Po wyborze stron, terenów oraz rozstawieniu podjazdów:
Do 4 tury działo się niewiele, oprócz ogniowej walki dragonów na wzgórzu z muszkieterami w zagajniku, reszta wojsk podchodziła na pozycje wyjściowe przed szarżą.
Wojska przeciwnika po przejęciu jednego z punków kontrolnych, zaczęli wycofywać się w stronę zagajników, gdzie w oparciu o zalesione obszary, w których wystawione były zasadzki piechoty, planowali bronić się przed RON-em.
Kolejna tura przyniosła decydujące starcie z opancerzonym rajtarami na lewej flance RON-u, oraz z muszkieterami w lesie. 5 podstawek pancernych zaatakowało trójkę muszkieterów w lesie. Pomimo przewagi liczebnej oraz szarży na flankę, cała walka zakończyła się zaledwie remisem.

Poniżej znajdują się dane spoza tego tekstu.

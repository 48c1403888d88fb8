pub mod auth;
pub mod books;
pub mod catalog;
pub mod core;
pub mod dashboard;
pub mod loans;
pub mod patrons;
pub mod users;
pub mod utils;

Inaczej potoczyła się szarża 5 podstawek doborowych pancernych z rohatynami na 6 najemnych opancerzonych rajtarów,. Rajtarzy zadali zaledwie 1 ranę, sami otrzymują ich aż 7!. Walka skończyła się ucieczką rajtarii, która po drodze wpadła na muszkieterów, którzy na widok swoich towarzyszy, również rzucili się do ucieczki.

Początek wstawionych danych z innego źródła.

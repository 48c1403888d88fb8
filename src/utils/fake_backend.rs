use std::sync::{Arc, Mutex};

use axum::{
    extract::{Path, State},
    http::{header::AUTHORIZATION, HeaderMap, StatusCode},
    response::{IntoResponse, Response},
    routing::{get, post, put},
    Json, Router,
};
use serde_json::{json, Value};

use crate::books::domain::model::BookEntity;
use crate::core::domain::Configuration;
use crate::users::domain::model::UserEntity;

// In-process stand-in for the catalog and user services, started on a random port
// by the tests of the http repositories and of everything built on top of them.
#[derive(Debug, Default)]
struct BackendData {
    books: Vec<BookEntity>,
    users: Vec<UserEntity>,
    next_book_id: i64,
    next_user_id: i64,
    last_authorization: Option<String>,
    last_user_payload: Option<Value>,
    stock_calls: Vec<(i64, String)>,
}

type SharedData = Arc<Mutex<BackendData>>;

pub(crate) struct FakeBackend {
    pub url: String,
    data: SharedData,
}

impl FakeBackend {
    pub(crate) async fn start() -> FakeBackend {
        let data = SharedData::default();
        let app = Router::new()
            .route("/livros", get(list_books).post(create_book))
            .route("/livros/buscar", post(search_books))
            .route("/livros/importar/:isbn", post(import_book))
            .route("/livros/:id", put(update_book).delete(delete_book))
            .route("/livros/:id/estoque/:op", put(adjust_stock))
            .route("/auth/login", post(login))
            .route("/usuarios", get(list_users).post(create_user))
            .route("/usuarios/me", get(me))
            .route("/usuarios/:id", put(update_user).delete(delete_user))
            .with_state(data.clone());

        let listener = std::net::TcpListener::bind("127.0.0.1:0").expect("should bind fake backend");
        let addr = listener.local_addr().expect("should have local address");
        let server = axum::Server::from_tcp(listener).expect("should build fake backend")
            .serve(app.into_make_service());
        tokio::spawn(async move {
            let _ = server.await;
        });
        FakeBackend { url: format!("http://{}", addr), data }
    }

    // configuration pointing both services at this backend, with a fresh data directory
    pub(crate) fn config(&self) -> Configuration {
        let dir = std::env::temp_dir().join(format!("biblio-{}", uuid::Uuid::new_v4()));
        Configuration::new(dir.to_str().unwrap())
            .with_urls(Some(self.url.to_string()), Some(self.url.to_string()))
    }

    pub(crate) fn last_authorization(&self) -> Option<String> {
        self.data.lock().unwrap().last_authorization.clone()
    }

    pub(crate) fn last_user_payload(&self) -> Option<Value> {
        self.data.lock().unwrap().last_user_payload.clone()
    }

    pub(crate) fn stock_calls(&self) -> Vec<(i64, String)> {
        self.data.lock().unwrap().stock_calls.clone()
    }

    pub(crate) fn books(&self) -> Vec<BookEntity> {
        self.data.lock().unwrap().books.clone()
    }

    // seeds a title directly, bypassing the http api
    pub(crate) fn add_book(&self, title: &str, total_quantity: i64) -> BookEntity {
        let mut data = self.data.lock().unwrap();
        data.next_book_id += 1;
        let mut book = BookEntity::new(title, "Autor", format!("isbn-{}", data.next_book_id).as_str(), total_quantity);
        book.id = data.next_book_id;
        data.books.push(book.clone());
        book
    }

    // overrides the stock count the catalog service reports for a title
    pub(crate) fn set_available(&self, book_id: i64, available: i64) {
        let mut data = self.data.lock().unwrap();
        if let Some(book) = data.books.iter_mut().find(|b| b.id == book_id) {
            book.available_quantity = Some(available);
        }
    }

    pub(crate) fn remove_book(&self, book_id: i64) {
        self.data.lock().unwrap().books.retain(|b| b.id != book_id);
    }

    pub(crate) fn add_user(&self, name: &str, cpf: &str) -> UserEntity {
        let mut data = self.data.lock().unwrap();
        data.next_user_id += 1;
        let mut user = UserEntity::new(name, cpf);
        user.id = data.next_user_id;
        data.users.push(user.clone());
        user
    }
}

fn record(data: &SharedData, headers: &HeaderMap) {
    data.lock().unwrap().last_authorization = headers.get(AUTHORIZATION)
        .and_then(|v| v.to_str().ok())
        .map(str::to_string);
}

fn error(status: StatusCode, message: &str) -> Response {
    (status, Json(json!({ "message": message }))).into_response()
}

async fn list_books(State(data): State<SharedData>, headers: HeaderMap) -> Response {
    record(&data, &headers);
    Json(data.lock().unwrap().books.clone()).into_response()
}

async fn create_book(State(data): State<SharedData>, headers: HeaderMap, Json(body): Json<Value>) -> Response {
    record(&data, &headers);
    let mut book: BookEntity = match serde_json::from_value(body) {
        Ok(book) => book,
        Err(_) => return error(StatusCode::BAD_REQUEST, "titulo is required"),
    };
    if book.title.trim().is_empty() {
        return error(StatusCode::BAD_REQUEST, "titulo is required");
    }
    let mut data = data.lock().unwrap();
    if !book.isbn.is_empty() && data.books.iter().any(|b| b.isbn == book.isbn) {
        return error(StatusCode::CONFLICT, "isbn already registered");
    }
    data.next_book_id += 1;
    book.id = data.next_book_id;
    book.available_quantity = Some(book.available_quantity.unwrap_or(book.total_quantity));
    data.books.push(book.clone());
    (StatusCode::CREATED, Json(book)).into_response()
}

async fn search_books(State(data): State<SharedData>, headers: HeaderMap, term: String) -> Response {
    record(&data, &headers);
    let lower = term.trim().to_lowercase();
    let found: Vec<BookEntity> = data.lock().unwrap().books.iter()
        .filter(|b| b.title.to_lowercase().contains(&lower))
        .cloned()
        .collect();
    Json(found).into_response()
}

async fn update_book(State(data): State<SharedData>, Path(id): Path<i64>, headers: HeaderMap,
                     Json(body): Json<Value>) -> Response {
    record(&data, &headers);
    let changes: BookEntity = match serde_json::from_value(body) {
        Ok(book) => book,
        Err(_) => return error(StatusCode::BAD_REQUEST, "titulo is required"),
    };
    let mut data = data.lock().unwrap();
    match data.books.iter_mut().find(|b| b.id == id) {
        Some(book) => {
            book.title = changes.title;
            book.author = changes.author;
            book.isbn = changes.isbn;
            book.published_year = changes.published_year;
            book.total_quantity = changes.total_quantity;
            if changes.available_quantity.is_some() {
                book.available_quantity = changes.available_quantity;
            }
            Json(book.clone()).into_response()
        }
        None => error(StatusCode::NOT_FOUND, "book not found"),
    }
}

async fn delete_book(State(data): State<SharedData>, Path(id): Path<i64>, headers: HeaderMap) -> Response {
    record(&data, &headers);
    let mut data = data.lock().unwrap();
    let before = data.books.len();
    data.books.retain(|b| b.id != id);
    if data.books.len() == before {
        return error(StatusCode::NOT_FOUND, "book not found");
    }
    StatusCode::NO_CONTENT.into_response()
}

async fn import_book(State(data): State<SharedData>, Path(isbn): Path<String>, headers: HeaderMap) -> Response {
    record(&data, &headers);
    if isbn == "0000" {
        return error(StatusCode::NOT_FOUND, "isbn not found");
    }
    let mut data = data.lock().unwrap();
    data.next_book_id += 1;
    let mut book = BookEntity::new(format!("Imported {}", isbn).as_str(), "Unknown", isbn.as_str(), 1);
    book.id = data.next_book_id;
    data.books.push(book.clone());
    (StatusCode::CREATED, Json(book)).into_response()
}

async fn adjust_stock(State(data): State<SharedData>, Path((id, op)): Path<(i64, String)>,
                      headers: HeaderMap) -> Response {
    record(&data, &headers);
    let mut data = data.lock().unwrap();
    data.stock_calls.push((id, op.to_string()));
    let book = match data.books.iter_mut().find(|b| b.id == id) {
        Some(book) => book,
        None => return error(StatusCode::NOT_FOUND, "book not found"),
    };
    let available = book.available_quantity.unwrap_or(book.total_quantity);
    match op.as_str() {
        "incrementar" => book.available_quantity = Some(available + 1),
        "decrementar" if available > 0 => book.available_quantity = Some(available - 1),
        "decrementar" => return error(StatusCode::BAD_REQUEST, "no copies available"),
        _ => return error(StatusCode::BAD_REQUEST, "unknown stock operation"),
    }
    Json(book.clone()).into_response()
}

async fn login(State(data): State<SharedData>, headers: HeaderMap, Json(body): Json<Value>) -> Response {
    record(&data, &headers);
    let matricula = body["matricula"].as_str().unwrap_or_default();
    match body["senha"].as_str().unwrap_or_default() {
        "secret" => Json(json!({ "token": format!("tok-{}", matricula) })).into_response(),
        "bare" => Json(json!("bare-token")).into_response(),
        _ => error(StatusCode::UNAUTHORIZED, "invalid credentials"),
    }
}

async fn list_users(State(data): State<SharedData>, headers: HeaderMap) -> Response {
    record(&data, &headers);
    Json(data.lock().unwrap().users.clone()).into_response()
}

async fn create_user(State(data): State<SharedData>, headers: HeaderMap, Json(body): Json<Value>) -> Response {
    record(&data, &headers);
    let mut user: UserEntity = match serde_json::from_value(body.clone()) {
        Ok(user) => user,
        Err(_) => return error(StatusCode::BAD_REQUEST, "nome is required"),
    };
    let mut data = data.lock().unwrap();
    data.last_user_payload = Some(body);
    if data.users.iter().any(|u| u.matricula == user.matricula) {
        return error(StatusCode::CONFLICT, "matricula already registered");
    }
    data.next_user_id += 1;
    user.id = data.next_user_id;
    data.users.push(user.clone());
    (StatusCode::CREATED, Json(user)).into_response()
}

async fn me(State(data): State<SharedData>, headers: HeaderMap) -> Response {
    record(&data, &headers);
    let token = match headers.get(AUTHORIZATION).and_then(|v| v.to_str().ok()) {
        Some(value) => value.trim_start_matches("Bearer ").to_string(),
        None => return error(StatusCode::UNAUTHORIZED, "missing token"),
    };
    let matricula = token.trim_start_matches("tok-");
    let data = data.lock().unwrap();
    match data.users.iter().find(|u| u.matricula == matricula) {
        Some(user) => Json(user.clone()).into_response(),
        None => error(StatusCode::NOT_FOUND, "user not found"),
    }
}

async fn update_user(State(data): State<SharedData>, Path(id): Path<i64>, headers: HeaderMap,
                     Json(body): Json<Value>) -> Response {
    record(&data, &headers);
    let changes: UserEntity = match serde_json::from_value(body.clone()) {
        Ok(user) => user,
        Err(_) => return error(StatusCode::BAD_REQUEST, "nome is required"),
    };
    let mut data = data.lock().unwrap();
    data.last_user_payload = Some(body);
    match data.users.iter_mut().find(|u| u.id == id) {
        Some(user) => {
            *user = UserEntity { id, ..changes };
            Json(user.clone()).into_response()
        }
        None => error(StatusCode::NOT_FOUND, "user not found"),
    }
}

async fn delete_user(State(data): State<SharedData>, Path(id): Path<i64>, headers: HeaderMap) -> Response {
    record(&data, &headers);
    let mut data = data.lock().unwrap();
    let before = data.users.len();
    data.users.retain(|u| u.id != id);
    if data.users.len() == before {
        return error(StatusCode::NOT_FOUND, "user not found");
    }
    StatusCode::NO_CONTENT.into_response()
}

Na prawej flance 6 rajtarów spaliła szarżę i nie zdała testu wyszkolenia. No moje nieszczęście pancerni po remisie w lesie, wycofali się idealnie bokiem w stronę rajtarów. Miałem nadzieje, że uniknę ataku na flankę wygrywając inicjatywę, oczywiście okazało się, że nawet wykorzystując przerzut kostki na inicjatywę, z całego planu nic nie wypaliło. Marcinowi udało się również zebrać swoich rajtarów z dezorganizacji i rzecz jasna wydał im rozkaz szarży. Uderzenie rajtarów spadło prosto w bok pancernych. Ostrzał w szarży spowodował utratę 1 punktu siły. Na moje szczęście rajtarzy wystawili swoją flankę prosto pod 4 kozaków z rohatynami. Doszło więc do multi walki. Tym razem również szczęście w kościach było po mojej stronie. Wynik walki spowodował wycofanie rajtarów, ostatni punkt rozkazu poświęciłem na wstrzymanie się od pościgu.
Na tym postanowiliśmy zakończyć grę. Jak zawsze grze z Marcinem, towarzyszyła świetna atmosfera :).